In 1999, Kristina Croslin found a whole group of sisters in what she at first thought might be an unlikely place. Since then, she's realized that the other women in the Faulkner County chapter of Business and Professional Women are the keys to keeping her life in great order.

Kristina is the current state president for BPW, a group founded in 1919 to work toward providing women with equity in the workplace. Today, BPW is the leading advocate for working women and has members in every state. However, the membership is dwindling, and Kristina is taking her message across the state to show that BPW is just as vital for women today as it was for the women in the early part of the last century.

As Arkansas' BPW leader, Kristina is taking on several issues, including working toward the passage of an Equal Rights Amendment in the state, promoting health care for women, and revitalizing the organization. Her logo is "Moving Forward," which really works for her because she is employed with an agency that services car dealerships across the state, providing products to dealers who in turn sell them to customers.

In order to revitalize the state BPW in general, and the local chapter in particular, Kristina has looked for reasons why the membership is dropping. She feels today's women have time constraints that prohibit them from attending meetings, therefore keeping them on the outside. She also said women who are not necessarily "business" women or "professional" women don't realize that the group is open to "all" women.

These issues are being addressed. For example, at the National Federation meeting which was held recently in Atlanta, members were allowed to vote for officers on an Internet election. "The Internet has created a lot of different dynamics for how the organization works," Kristina said.

A particular problem with BPW is that the median age of the members is high, meaning younger women are not being pulled in. Kristina said that early on women were not allowed to join the Rotary Club and other traditionally "all male" clubs, so women "were fighting for a chance to participate." Now, women can join those organizations, so BPW is losing members to those other clubs, largely because women are so constrained by time that they choose only one club to join.

"People just don't have the time. With dual worker families or single working moms, there's not the time," she said.

Kristina is really concerned about getting the message to the women of Generation Y (generally including people born in the early 1980s to the middle 1990s). These women, she said, "don't see the need for the organization. They think we're equal. They don't see that women make 77 cents on the dollar for what a man makes, and that's from the U.S. Census bureau numbers."

Kristina was introduced to BPW by reading meeting articles in the newspaper and clipping them. She said she is not in Conway during the day because of her job, therefore she didn't meet anyone from this area except those at Central Baptist Church, where she is a regular attendee. "I knew I needed to get out and meet people," she said.

She attended her first meeting in 1999, "and I joined on the spot. I felt energized and I just wanted to be involved." She didn't know one person at her first meeting, and now her closest friends are her BPW sisters. The women, she said, help each other through good times, bad times, illnesses, deaths, divorces, job losses, and all kinds of life's trials.

"It's such an empowering thing to be with those women," she said. "I've met women from everywhere, from all across the world.
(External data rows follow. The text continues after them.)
//! # Radio Mode Cell
//!
//! The transceiver mode shared between the poll loop and the interrupt
//! source. The interrupt side only ever completes a pending operation:
//! `Receiving -> Received` or `Transmitting -> Transmitted`.

use std::sync::atomic::{AtomicU32, AtomicU8, Ordering};
use std::sync::Arc;

/// Operating mode of the transceiver
#[derive(Debug, Clone, Copy, PartialEq, Eq)]
#[repr(u8)]
pub enum RadioMode {
    Idle = 0,
    Transmitting = 1,
    Transmitted = 2,
    Receiving = 3,
    Received = 4,
    Available = 5,
}

impl RadioMode {
    fn from_u8(value: u8) -> Self {
        match value {
            1 => RadioMode::Transmitting,
            2 => RadioMode::Transmitted,
            3 => RadioMode::Receiving,
            4 => RadioMode::Received,
            5 => RadioMode::Available,
            _ => RadioMode::Idle,
        }
    }
}

#[derive(Debug, Default)]
struct ModeInner {
    mode: AtomicU8,
    irqs: AtomicU32,
}

/// Atomic single-word radio mode
///
/// Clones share the same cell.
#[derive(Debug, Clone, Default)]
pub struct ModeCell {
    inner: Arc<ModeInner>,
}

impl ModeCell {
    pub fn new() -> Self {
        Self::default()
    }

    pub fn get(&self) -> RadioMode {
        RadioMode::from_u8(self.inner.mode.load(Ordering::Acquire))
    }

    pub fn set(&self, mode: RadioMode) {
        self.inner.mode.store(mode as u8, Ordering::Release);
    }

    /// Number of interrupts seen so far
    pub fn irq_count(&self) -> u32 {
        self.inner.irqs.load(Ordering::Relaxed)
    }

    /// Handle to give to the interrupt source
    pub fn interrupt_handle(&self) -> InterruptHandle {
        InterruptHandle {
            inner: Arc::clone(&self.inner),
        }
    }

    fn complete(&self, from: RadioMode, to: RadioMode) -> bool {
        self.inner
            .mode
            .compare_exchange(from as u8, to as u8, Ordering::AcqRel, Ordering::Acquire)
            .is_ok()
    }
}

/// Interrupt-side view of a [`ModeCell`]
///
/// Performs no register I/O and touches nothing but the mode word.
#[derive(Debug, Clone)]
pub struct InterruptHandle {
    inner: Arc<ModeInner>,
}

impl InterruptHandle {
    /// Signal that the pending hardware operation completed
    ///
    /// # Returns
    ///
    /// * `false` - The poll loop observes the new mode on its own; no wake is needed
    pub fn on_interrupt(&self) -> bool {
        self.inner.irqs.fetch_add(1, Ordering::Relaxed);

        let cell = ModeCell {
            inner: Arc::clone(&self.inner),
        };
        if !cell.complete(RadioMode::Transmitting, RadioMode::Transmitted) {
            cell.complete(RadioMode::Receiving, RadioMode::Received);
        }

        false
    }
}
It's great to have that kind of involvement in this sisterhood. When the day's done I can say, 'Now there is someone I can count on'."
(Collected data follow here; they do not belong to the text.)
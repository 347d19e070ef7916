//! # Hop Sequencer
//!
//! Walks the bound hop list and programs the transceiver for each hop.
//!
//! Every hop uses its own header byte, `(magic & 0xFF) ^ index`, so the
//! hardware header filter drops packets sent on another hop index or by a
//! link bound with a different magic.

use tracing::trace;

use super::bind_data::SessionParameters;
use super::protocol::MAXHOPS;
use crate::rfm22::transport::RegisterTransport;
use crate::rfm22::Rfm22;

/// Header validation byte for a hop index
pub fn hop_header_byte(magic: u32, index: usize) -> u8 {
    (magic & 0xFF) as u8 ^ index as u8
}

/// Deterministic position in a session's hop list
#[derive(Debug, Clone)]
pub struct HopSequencer {
    hops: [u8; MAXHOPS],
    hop_count: usize,
    magic: u32,
    index: usize,
}

impl HopSequencer {
    /// Start at index 0 of the session's hop list
    pub fn new(params: &SessionParameters) -> Self {
        Self {
            hops: params.hopchannel,
            hop_count: params.hop_count(),
            magic: params.rf_magic,
            index: 0,
        }
    }

    /// Current hop index
    pub fn index(&self) -> usize {
        self.index
    }

    /// Number of valid hop entries
    pub fn hop_count(&self) -> usize {
        self.hop_count
    }

    /// Channel number at the current index
    pub fn channel(&self) -> u8 {
        self.hops[self.index]
    }

    /// Header byte expected at the current index
    pub fn header_byte(&self) -> u8 {
        hop_header_byte(self.magic, self.index)
    }

    /// Move to the next hop, wrapping to 0 at the end of the list
    pub fn advance(&mut self) -> usize {
        self.index += 1;

        if self.index >= self.hop_count || self.index >= MAXHOPS || self.hops[self.index] == 0 {
            self.index = 0;
        }

        self.index
    }

    /// Program channel select and header registers for the current hop
    pub fn program<T: RegisterTransport>(&self, radio: &mut Rfm22<T>) {
        trace!("Hop {} -> channel {}", self.index, self.channel());
        radio.set_hop_channel(self.channel(), self.header_byte());
    }
}

#[cfg(test)]
mod tests {
    use super::*;
    use crate::rfm22::regs::*;
    use crate::sim::SimulatedRfm22;

    fn params_with_hops(hops: &[u8]) -> SessionParameters {
        let mut params = SessionParameters::default();
        params.hopchannel = [0; MAXHOPS];
        params.hopchannel[..hops.len()].copy_from_slice(hops);
        params
    }

    #[test]
    fn test_hop_count_three() {
        let hop = HopSequencer::new(&params_with_hops(&[3, 17, 42]));
        assert_eq!(hop.hop_count(), 3);
        assert_eq!(hop.index(), 0);
        assert_eq!(hop.channel(), 3);
    }

    #[test]
    fn test_advance_wraps_after_hop_count() {
        let mut hop = HopSequencer::new(&params_with_hops(&[3, 17, 42]));
        assert_eq!(hop.advance(), 1);
        assert_eq!(hop.channel(), 17);
        assert_eq!(hop.advance(), 2);
        assert_eq!(hop.channel(), 42);
        assert_eq!(hop.advance(), 0);
        assert_eq!(hop.channel(), 3);
    }

    #[test]
    fn test_advance_never_lands_on_sentinel() {
        for count in 1..=MAXHOPS {
            let hops: Vec<u8> = (1..=count as u8).collect();
            let mut hop = HopSequencer::new(&params_with_hops(&hops));
            for _ in 0..(3 * MAXHOPS) {
                hop.advance();
                assert_ne!(hop.channel(), 0);
            }
        }
    }

    #[test]
    fn test_full_cycle_returns_to_start() {
        for count in 1..=MAXHOPS {
            let hops: Vec<u8> = (10..10 + count as u8).collect();
            let mut hop = HopSequencer::new(&params_with_hops(&hops));
            for _ in 0..hop.hop_count() {
                hop.advance();
            }
            assert_eq!(hop.index(), 0, "hop count {}", count);
        }
    }

    #[test]
    fn test_header_byte_per_hop() {
        assert_eq!(hop_header_byte(0xDEAD_FEED, 0), 0xED);
        assert_eq!(hop_header_byte(0xDEAD_FEED, 1), 0xEC);
        assert_eq!(hop_header_byte(0xDEAD_FEED, 5), 0xE8);
    }

    #[test]
    fn test_program_writes_channel_and_headers() {
        let chip = SimulatedRfm22::new();
        let mut radio = Rfm22::new(chip.clone(), Default::default());
        let mut params = params_with_hops(&[3, 17, 42]);
        params.rf_magic = 0x0102_0380;
        let mut hop = HopSequencer::new(&params);
        hop.advance();

        chip.clear_writes();
        hop.program(&mut radio);

        assert_eq!(
            chip.writes(),
            vec![
                (FREQUENCY_HOPPING_CHANNEL_SELECT, 17),
                (TRANSMIT_HEADER0, 0x81),
                (CHECK_HEADER0, 0x81),
            ]
        );
    }
}
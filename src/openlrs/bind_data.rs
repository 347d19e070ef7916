//! # Session Parameters
//!
//! The bind data exchanged during pairing and persisted between sessions.
//!
//! ## Wire Layout
//!
//! Packed, little-endian, 41 bytes:
//!
//! ```text
//! version(1) | serial_baudrate(4) | rf_frequency(4) | rf_magic(4) |
//! rf_power(1) | rf_channel_spacing(1) | hopchannel(24) | modem_params(1) | flags(1)
//! ```

use bytes::{Buf, BufMut};
use serde::{Deserialize, Serialize};

use super::packet::packet_size;
use super::protocol::*;
use crate::error::{LinkError, Result};
use crate::rfm22::modem::MODEM_PROFILES;

/// Size of the bind data on the wire
pub const BIND_DATA_WIRE_SIZE: usize = 41;

/// Parameters of a bound session
#[derive(Debug, Clone, Copy, PartialEq, Eq, Serialize, Deserialize)]
pub struct SessionParameters {
    /// Binding format version
    pub version: u8,

    /// Serial baud rate of the transmitter (informational)
    pub serial_baudrate: u32,

    /// Base carrier frequency in Hz
    pub rf_frequency: u32,

    /// Session magic identifying the bound pair
    pub rf_magic: u32,

    /// Transmit power register value
    pub rf_power: u8,

    /// Hop channel step size (10 kHz units)
    pub rf_channel_spacing: u8,

    /// Hop channel list, terminated by 0 or by reaching MAXHOPS
    pub hopchannel: [u8; MAXHOPS],

    /// Index into the modem profile table
    pub modem_params: u8,

    /// Channel configuration, telemetry and diversity flags
    pub flags: u8,
}

impl Default for SessionParameters {
    /// Parameters of a freshly configured transmitter
    fn default() -> Self {
        let mut hopchannel = [0u8; MAXHOPS];
        hopchannel[..DEFAULT_HOPLIST.len()].copy_from_slice(&DEFAULT_HOPLIST);

        Self {
            version: BINDING_VERSION,
            serial_baudrate: DEFAULT_BAUDRATE,
            rf_frequency: DEFAULT_CARRIER_FREQUENCY,
            rf_magic: DEFAULT_RF_MAGIC,
            rf_power: DEFAULT_RF_POWER,
            rf_channel_spacing: DEFAULT_CHANNEL_SPACING,
            hopchannel,
            modem_params: DEFAULT_DATARATE,
            flags: DEFAULT_FLAGS,
        }
    }
}

impl SessionParameters {
    /// Decode bind data received over the air
    ///
    /// No validation happens here; see [`SessionParameters::validate`].
    pub fn from_wire(bytes: &[u8; BIND_DATA_WIRE_SIZE]) -> Self {
        let mut buf = &bytes[..];

        let version = buf.get_u8();
        let serial_baudrate = buf.get_u32_le();
        let rf_frequency = buf.get_u32_le();
        let rf_magic = buf.get_u32_le();
        let rf_power = buf.get_u8();
        let rf_channel_spacing = buf.get_u8();
        let mut hopchannel = [0u8; MAXHOPS];
        buf.copy_to_slice(&mut hopchannel);
        let modem_params = buf.get_u8();
        let flags = buf.get_u8();

        Self {
            version,
            serial_baudrate,
            rf_frequency,
            rf_magic,
            rf_power,
            rf_channel_spacing,
            hopchannel,
            modem_params,
            flags,
        }
    }

    /// Encode bind data for transmission
    pub fn to_wire(&self) -> [u8; BIND_DATA_WIRE_SIZE] {
        let mut bytes = [0u8; BIND_DATA_WIRE_SIZE];
        let mut buf = &mut bytes[..];

        buf.put_u8(self.version);
        buf.put_u32_le(self.serial_baudrate);
        buf.put_u32_le(self.rf_frequency);
        buf.put_u32_le(self.rf_magic);
        buf.put_u8(self.rf_power);
        buf.put_u8(self.rf_channel_spacing);
        buf.put_slice(&self.hopchannel);
        buf.put_u8(self.modem_params);
        buf.put_u8(self.flags);

        bytes
    }

    /// Number of usable hop channels (entries before the first 0)
    pub fn hop_count(&self) -> usize {
        self.hopchannel
            .iter()
            .take_while(|&&channel| channel != 0)
            .count()
    }

    /// Channel configuration (low three bits of the flags)
    pub fn channel_config(&self) -> u8 {
        self.flags & FLAGS_CHANNEL_CONFIG_MASK
    }

    pub fn telemetry_enabled(&self) -> bool {
        self.flags & TELEMETRY_MASK != 0
    }

    pub fn diversity_enabled(&self) -> bool {
        self.flags & DIVERSITY_ENABLED != 0
    }

    /// Check that the parameters can drive a session
    ///
    /// # Errors
    ///
    /// Returns error if:
    /// - The version does not match [`BINDING_VERSION`]
    /// - `modem_params` does not index the modem profile table
    /// - The flags select a reserved channel configuration
    pub fn validate(&self) -> Result<()> {
        if self.version != BINDING_VERSION {
            return Err(LinkError::InvalidSession(format!(
                "binding version {} does not match {}",
                self.version, BINDING_VERSION
            )));
        }

        if usize::from(self.modem_params) >= MODEM_PROFILES.len() {
            return Err(LinkError::InvalidSession(format!(
                "modem profile {} out of range (0-{})",
                self.modem_params,
                MODEM_PROFILES.len() - 1
            )));
        }

        if packet_size(self.flags) == 0 {
            return Err(LinkError::InvalidSession(format!(
                "reserved channel configuration {}",
                self.channel_config()
            )));
        }

        Ok(())
    }

    pub fn is_valid(&self) -> bool {
        self.validate().is_ok()
    }
}
//! # OpenLRS RX Library
//!
//! OpenLRSng receive link for the RFM22B transceiver.
//!
//! This library provides binding, frequency hopping, channel decoding and
//! link-quality tracking for an OpenLRS receiver. The transceiver is driven
//! through a register transport; a register-level simulation of the chip
//! and of a transmitter is included for running without hardware.

pub mod config;
pub mod error;
pub mod openlrs;
pub mod rfm22;
pub mod platform;
pub mod link;
pub mod storage;
pub mod driver;
pub mod sim;
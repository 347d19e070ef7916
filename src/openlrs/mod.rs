//! # OpenLRS Protocol Module
//!
//! Implementation of the OpenLRSng receive link protocol.
//!
//! This module handles:
//! - Session (bind) parameters and their wire format
//! - Channel packet packing/unpacking (up to 16 channels, 10-bit resolution)
//! - Expected packet interval computation
//! - Frequency hop sequencing

pub mod protocol;
pub mod bind_data;
pub mod packet;
pub mod timing;
pub mod hop;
It didn't take Kristina long to become fully involved. In 2000 she was named the Faulkner County chapters Young Careerist, at title given to a woman from age 21 to 35. She was named the Arkansas state representative for Young Careerists and attended the national convention. At the convention, all the Young Careerists from across the country gave speeches on what it means to hold the title, and Kristina said she was amazed on how the speeches were talking about the same topic but came from such different angles, depending upon the person's life experiences.
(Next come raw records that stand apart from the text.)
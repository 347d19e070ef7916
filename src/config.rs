//! # Configuration Module
//!
//! Handles loading and validating configuration from TOML files.

use serde::Deserialize;
use serde::de::Error;
use std::fs;
use std::path::Path;

use crate::error::{LinkError, Result};
use crate::openlrs::bind_data::SessionParameters;
use crate::openlrs::protocol::{DEFAULT_DATARATE, DEFAULT_FLAGS};
use crate::rfm22::GpioDirection;

/// Main configuration structure
#[derive(Debug, Deserialize, Clone)]
pub struct Config {
    pub radio: RadioConfig,
    pub bind: BindConfig,
    pub link: LinkConfig,
    pub storage: StorageConfig,
    pub logging: LoggingConfig,
    pub simulator: SimulatorConfig,
}

/// Transceiver wiring
#[derive(Debug, Deserialize, Clone)]
pub struct RadioConfig {
    #[serde(default)]
    pub gpio_direction: GpioDirection,
}

/// Binding behavior at startup
#[derive(Debug, Deserialize, Clone)]
pub struct BindConfig {
    /// Bind even when valid parameters are stored
    #[serde(default)]
    pub force: bool,

    /// Bind wait in milliseconds, 0 waits forever (Ctrl+C cannot interrupt it)
    #[serde(default = "default_bind_timeout_ms")]
    pub timeout_ms: u32,
}

/// Polling task configuration
#[derive(Debug, Deserialize, Clone)]
pub struct LinkConfig {
    #[serde(default = "default_poll_interval_ms")]
    pub poll_interval_ms: u32,

    #[serde(default = "default_status_log_interval_ms")]
    pub status_log_interval_ms: u32,
}

/// Bind data persistence
#[derive(Debug, Deserialize, Clone)]
pub struct StorageConfig {
    #[serde(default = "default_bind_file")]
    pub bind_file: String,
}

/// Log output
#[derive(Debug, Deserialize, Clone)]
pub struct LoggingConfig {
    /// Directory for daily log files; empty logs to the console only
    #[serde(default)]
    pub dir: String,

    #[serde(default = "default_log_level")]
    pub level: String,
}

/// Simulated transmitter used when no hardware is attached
#[derive(Debug, Deserialize, Clone)]
pub struct SimulatorConfig {
    #[serde(default = "default_sim_rssi")]
    pub rssi: u8,

    #[serde(default = "default_sim_flags")]
    pub flags: u8,

    #[serde(default = "default_sim_modem_params")]
    pub modem_params: u8,
}

// Default value functions
fn default_bind_timeout_ms() -> u32 { 10000 }

fn default_poll_interval_ms() -> u32 { 1 }
fn default_status_log_interval_ms() -> u32 { 5000 }

fn default_bind_file() -> String { "./openlrs-bind.json".to_string() }

fn default_log_level() -> String { "info".to_string() }

fn default_sim_rssi() -> u8 { 120 }
fn default_sim_flags() -> u8 { DEFAULT_FLAGS }
fn default_sim_modem_params() -> u8 { DEFAULT_DATARATE }

fn invalid(message: impl std::fmt::Display) -> LinkError {
    LinkError::Config(toml::de::Error::custom(message))
}

impl SimulatorConfig {
    /// Session the simulated transmitter binds with
    pub fn session(&self) -> SessionParameters {
        SessionParameters {
            flags: self.flags,
            modem_params: self.modem_params,
            ..SessionParameters::default()
        }
    }
}

impl Config {
    /// Load configuration from a TOML file
    ///
    /// # Arguments
    ///
    /// * `path` - Path to the configuration file
    ///
    /// # Returns
    ///
    /// * `Result<Config>` - Loaded and validated configuration
    ///
    /// # Errors
    ///
    /// Returns error if:
    /// - File cannot be read
    /// - TOML parsing fails
    /// - Validation fails
    ///
    /// # Examples
    ///
    /// ```no_run
    /// use openlrs_rx::config::Config;
    ///
    /// let config = Config::load("config/default.toml")?;
    /// # Ok::<(), Box<dyn std::error::Error>>(())
    /// ```
    pub fn load<P: AsRef<Path>>(path: P) -> Result<Self> {
        let contents = fs::read_to_string(path)?;
        let config: Config = toml::from_str(&contents)?;
        config.validate()?;
        Ok(config)
    }

    /// Validate configuration values
    ///
    /// # Errors
    ///
    /// Returns error if any configuration value is out of valid range
    fn validate(&self) -> Result<()> {
        if self.link.poll_interval_ms == 0 || self.link.poll_interval_ms > 100 {
            return Err(invalid("poll_interval_ms must be between 1 and 100"));
        }

        if self.link.status_log_interval_ms == 0 || self.link.status_log_interval_ms > 60000 {
            return Err(invalid("status_log_interval_ms must be between 1 and 60000"));
        }

        if self.storage.bind_file.is_empty() {
            return Err(invalid("bind_file cannot be empty"));
        }

        if !["trace", "debug", "info", "warn", "error"].contains(&self.logging.level.as_str()) {
            return Err(invalid("log level must be one of: trace, debug, info, warn, error"));
        }

        // The simulated transmitter must offer a session the receiver accepts
        if let Err(e) = self.simulator.session().validate() {
            return Err(invalid(format!("simulator: {}", e)));
        }

        Ok(())
    }
}

#[cfg(test)]
mod tests {
    use super::*;
    use std::io::Write;
    use tempfile::NamedTempFile;

    fn create_valid_config() -> Config {
        Config {
            radio: RadioConfig {
                gpio_direction: GpioDirection::default(),
            },
            bind: BindConfig {
                force: false,
                timeout_ms: default_bind_timeout_ms(),
            },
            link: LinkConfig {
                poll_interval_ms: default_poll_interval_ms(),
                status_log_interval_ms: default_status_log_interval_ms(),
            },
            storage: StorageConfig {
                bind_file: default_bind_file(),
            },
            logging: LoggingConfig {
                dir: String::new(),
                level: default_log_level(),
            },
            simulator: SimulatorConfig {
                rssi: default_sim_rssi(),
                flags: default_sim_flags(),
                modem_params: default_sim_modem_params(),
            },
        }
    }

    fn load_str(content: &str) -> Result<Config> {
        let mut temp_file = NamedTempFile::new().unwrap();
        temp_file.write_all(content.as_bytes()).unwrap();
        temp_file.flush().unwrap();
        Config::load(temp_file.path())
    }

    #[test]
    fn test_default_config() {
        assert!(create_valid_config().validate().is_ok());
    }

    #[test]
    fn test_load_config_from_file() {
        let toml_content = r#"
[radio]
gpio_direction = "gpio0_rx_gpio1_tx"

[bind]
force = true
timeout_ms = 0

[link]

[storage]
bind_file = "/tmp/bind.json"

[logging]

[simulator]
flags = 0x85
"#;

        let config = load_str(toml_content).unwrap();
        assert_eq!(config.radio.gpio_direction, GpioDirection::Gpio0RxGpio1Tx);
        assert!(config.bind.force);
        assert_eq!(config.bind.timeout_ms, 0);
        assert_eq!(config.link.poll_interval_ms, 1);
        assert_eq!(config.storage.bind_file, "/tmp/bind.json");
        assert!(config.logging.dir.is_empty());
        assert_eq!(config.simulator.session().flags, 0x85);
    }

    #[test]
    fn test_missing_section() {
        let result = load_str("[radio]\n[bind]\n[link]\n");
        assert!(matches!(result, Err(LinkError::Config(_))));
    }

    #[test]
    fn test_unknown_gpio_direction() {
        let toml_content = r#"
[radio]
gpio_direction = "sideways"
[bind]
[link]
[storage]
[logging]
[simulator]
"#;
        assert!(load_str(toml_content).is_err());
    }

    #[test]
    fn test_missing_file() {
        assert!(matches!(
            Config::load("/nonexistent/openlrs.toml"),
            Err(LinkError::Io(_))
        ));
    }

    #[test]
    fn test_poll_interval_zero() {
        let mut config = create_valid_config();
        config.link.poll_interval_ms = 0;
        assert!(config.validate().is_err());
    }

    #[test]
    fn test_poll_interval_too_high() {
        let mut config = create_valid_config();
        config.link.poll_interval_ms = 101;
        assert!(config.validate().is_err());
    }

    #[test]
    fn test_status_log_interval_bounds() {
        let mut config = create_valid_config();
        config.link.status_log_interval_ms = 0;
        assert!(config.validate().is_err());

        config.link.status_log_interval_ms = 60001;
        assert!(config.validate().is_err());

        config.link.status_log_interval_ms = 60000;
        assert!(config.validate().is_ok());
    }

    #[test]
    fn test_empty_bind_file() {
        let mut config = create_valid_config();
        config.storage.bind_file = String::new();
        assert!(config.validate().is_err());
    }

    #[test]
    fn test_invalid_log_level() {
        let mut config = create_valid_config();
        config.logging.level = "verbose".to_string();
        assert!(config.validate().is_err());
    }

    #[test]
    fn test_simulator_reserved_channel_config() {
        let mut config = create_valid_config();
        config.simulator.flags = 0x07;
        assert!(config.validate().is_err());
    }

    #[test]
    fn test_simulator_modem_out_of_range() {
        let mut config = create_valid_config();
        config.simulator.modem_params = 5;
        assert!(config.validate().is_err());
    }
}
Kristina feels this year's group of Young Careerists are coming from a different place in life than she did. These young women, she said, are seeking relationships and an emotional security before they get involved. They were not raised "with an automatic feeling of security," she said.

One way Kristina feels will draw this technologically tied group into BPW is through a Friends of BPW membership. Women who feel they don't have time to attend local meetings can go online, and for $19.95 they can receive the group's legislative hotline e-mail outlining issues in Congress and the Business Women's E-zine (an electronic magazine they can flip through on the Internet).

"This is a great way to garner support for the national organization, and some women will convert into actual members," she added.
Revitalizing the organization is more than business for Kristina, who says this is her biggest task as state president. Kristina wants to make sure her nieces will be able to participate in BPW when they are old enough.

"My 16-year-old niece has been to three events so far, and when she gets old enough I'll pay her membership," Kristina said.

Conway will get a lot of exposure to BPW over the next several months, as two large meetings will be held here. Included will be the regional meeting in November and the issues management meeting in March (discussions will include health care for women and personal development issues). The state meeting will be in Little Rock the last weekend of May, where women and organizations are recognized for having made a difference in Arkansas.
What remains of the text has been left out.